Alguien había colocado una banderita estadounidense en la tumba de John Barren, y por un momento no estuvo segura de que le gustase verla allí. Pero luego cedió, pensando: «Si esto les produce satisfacción a los veteranos de guerra de aquí, ¿quién soy yo para oponerme?» «Para eso precisamente son las tumbas y las conmemoraciones —se dijo—, para los vivos.» No pudo mirar la lápida y la hierba marchita que cubría la fosa, e imaginarse a John allí abajo, metido en un ataúd. De pronto contuvo la respiración al acordarse.
«Restos no visibles.»
El ataúd tenía una etiqueta en el asa. Probablemente estaba previsto que la quitaran antes de que ella la viera, pero la vio.
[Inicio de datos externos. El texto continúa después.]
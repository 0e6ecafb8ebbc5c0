use serde::{Deserialize, Serialize};

use crate::ValueKind;

/// The current value of a single field.
///
/// Serialized untagged, so a value is a plain JSON string, array or bool.
#[derive(Debug, Clone, PartialEq, Eq, Serialize, Deserialize)]
#[serde(untagged)]
pub enum FieldValue {
    /// A string value (from text, textarea, date or dropdown fields).
    Text(String),

    /// The selected options of a multiselect field, in selection order.
    List(Vec<String>),

    /// A boolean value (from checkbox fields).
    Bool(bool),
}

impl FieldValue {
    /// Try to get this value as a string reference.
    pub fn as_str(&self) -> Option<&str> {
        match self {
            Self::Text(s) => Some(s),
            _ => None,
        }
    }

    /// Try to get this value as a list of strings.
    pub fn as_list(&self) -> Option<&[String]> {
        match self {
            Self::List(items) => Some(items),
            _ => None,
        }
    }

    /// Try to get this value as a bool.
    pub fn as_bool(&self) -> Option<bool> {
        match self {
            Self::Bool(b) => Some(*b),
            _ => None,
        }
    }

    /// The shape of this value.
    pub fn kind(&self) -> ValueKind {
        match self {
            Self::Text(_) => ValueKind::Text,
            Self::List(_) => ValueKind::List,
            Self::Bool(_) => ValueKind::Bool,
        }
    }

    /// Get the type name of this value for error messages.
    pub fn type_name(&self) -> &'static str {
        self.kind().type_name()
    }

    /// This value as plain JSON.
    pub fn to_json(&self) -> serde_json::Value {
        match self {
            Self::Text(s) => serde_json::Value::from(s.as_str()),
            Self::List(items) => serde_json::Value::from(items.clone()),
            Self::Bool(b) => serde_json::Value::Bool(*b),
        }
    }

    /// An empty string or an empty list. Booleans are never empty.
    pub fn is_empty(&self) -> bool {
        match self {
            Self::Text(s) => s.is_empty(),
            Self::List(items) => items.is_empty(),
            Self::Bool(_) => false,
        }
    }
}

impl From<String> for FieldValue {
    fn from(s: String) -> Self {
        Self::Text(s)
    }
}

impl From<&str> for FieldValue {
    fn from(s: &str) -> Self {
        Self::Text(s.to_string())
    }
}

impl From<bool> for FieldValue {
    fn from(b: bool) -> Self {
        Self::Bool(b)
    }
}

impl From<Vec<String>> for FieldValue {
    fn from(items: Vec<String>) -> Self {
        Self::List(items)
    }
}

impl From<Vec<&str>> for FieldValue {
    fn from(items: Vec<&str>) -> Self {
        Self::List(items.into_iter().map(String::from).collect())
    }
}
En su rebelde aflicción, se quedó desconcertada al leerla.
«Restos no visibles.»
Al principio pensó, cosa extraña, que aquello quería decir que John estaba desnudo y que el Ejército, en una tonta actitud de pudor masculino, intentaba proteger a todo el mundo contra la vergüenza. Le entraron ganas de decir a los hombres que rodeaban el féretro: No sean tan memos; está claro que nos hemos visto desnudos el uno al otro, y además hemos disfrutado mucho con ello. Fuimos amantes en el instituto, en la universidad, en la noche en que él fue llamado a filas y en las horas antes de que tomase el autobús para recibir el entrenamiento básico, y también constantemente en las dos cortas semanas de permiso que tuvo él antes de partir al extranjero. En el verano, en la costa de Jersey, salíamos furtivamente de casa cuando nuestros padres ya se habían ido a la cama, nos juntábamos a la luz de la luna y retozábamos desnudos entre las dunas.
«Restos no visibles.»
Reflexionó sobre aquellas extrañas palabras. Restos: bueno, se trataba de John. No visibles: eso quería decir que no podía verlo. Se preguntó por qué razón. ¿Qué le habían hecho? Intentó preguntar a alguien, pero descubrió que a la joven esposa de un fallecido no le daban respuestas claras. En lugar de eso, la abrazaron y le dijeron que era mejor así y que había sido la voluntad de Dios y que la guerra era un infierno y no sé cuántas cosas más que, en su opinión, no tenían mucho que ver con el asunto. Empezó a impacientarse y a alterarse cada vez más, con lo cual sólo consiguió que las negaciones de los militares y los varones de la familia resultaran más frustrantes todavía. Por fin, cuando empezó a levantar la voz y a insistir con más agresividad en sus exigencias, sintió que una mano la agarraba con fuerza del brazo. Era el director del funeral, un hombre al que no había visto en ningún momento anterior. Él la miró con intensidad y acto seguido, para sorpresa de su familia, se la llevó a una oficina apartada. Con actitud muy profesional, la sentó en una silla frente a su mesa y se puso a revolver papeles mientras ella esperaba. Finalmente encontró lo que estaba buscando.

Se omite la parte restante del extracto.